I set the tray of salt shakers on the bar, gleaming in the lamplight. Ted stood behind it, tall, quiet, surveying the tables, towel over his shoulder. He looked at the clock. "Gentlemen," he began. "I'm sorry, but it is indeed time."


Ted smiled indulgently. “The Wasteland, yes, I know.”

They both got up, put an overly generous tip on the table.

“Well, you tell us, Ted,” the old one said as he retrieved his cane. “Is there such a thing as fiction?” He turned to his friend. “Or, for that matter, is there such a thing as non-fiction?”

Ted’s face was unreadable. (Or is it bemused?) “I’ll leave that to you,” he said with the slightest bow.

The old one turned toward me. “How about you young lady?” he said as he buttoned his coat. “What do you think?”

Of course they didn’t care what I thought. I knew that. They didn’t even know I existed. I started to shrug in silence, but the words spilled out unbidden, violating my rule of never talking with them. 

“I prefer Prufrock myself,” I heard my voice say breezily as I grabbed the towel and began rubbing the bar. “It is impossible to say just what I mean.”

The men were silent for a moment but soon recovered. 

But as if a magic lantern threw the nerves in patterns on a screen,” the younger one quoted. 

The old one rapped his cane against the bar. “Ah . . . but that isn’t fair at all,” he said, raising his voice in protest. “That’s poetry. Quite a different thing altogether.”

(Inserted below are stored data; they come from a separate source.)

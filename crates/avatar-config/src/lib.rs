//! Configuration for the avatar engine
//!
//! Settings load from YAML files plus `AVATAR__`-prefixed environment
//! variables and are validated before use. Credentials and endpoints are
//! injected here — never compiled into the engine.

mod settings;

pub use settings::{
    load_settings, AnimationSettings, AvatarSettings, ChatSettings, LipSyncSettings,
    ObservabilitySettings, Settings, SpeechSettings, TtsSettings,
};

use thiserror::Error;

/// Configuration errors
#[derive(Error, Debug)]
pub enum ConfigError {
    #[error("Invalid config value for {field}: {message}")]
    InvalidValue { field: String, message: String },

    #[error("Config load error: {0}")]
    Load(#[from] config::ConfigError),
}

impl From<ConfigError> for avatar_core::Error {
    fn from(err: ConfigError) -> Self {
        avatar_core::Error::Config(err.to_string())
    }
}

“Still, well done I’d say,” the younger one said quietly. I imagined he was looking at me, but I kept my eyes on the puddle of lamplight reflected on the bar. Incredibly, I felt my face burn a bright red. 

(This isn’t going the way I’d planned.)

I heard the door open, felt the cold rush in. “Let us go then, you and I,” the old one said laughing. They hooked arms, then disappeared in the blowing snow even before the door shut. 

Ted locked up behind them. Then, mercifully, he clicked the light off.


Morning sun streams in the window, surrounding my bed, destroying the fragile words and images of the night before, burning them into nothingness. And yet the faintest memory remains, the weakest whisper of what I meant to say.

The sun streams in. I feel its warmth and cannot move. There is a soft thump as the dark cat jumps on the bed, silently walks to the crook behind my knees and begins kneading. Another thump and the light cat jumps on the other side. Their purring weaves a song, sending glittering bits of dust spiraling slowly upward. They curl up in circles, Yin and Yang, a tangible magic. 

I can almost touch it. 

What, I don’t know. Eternity maybe. Or maybe time.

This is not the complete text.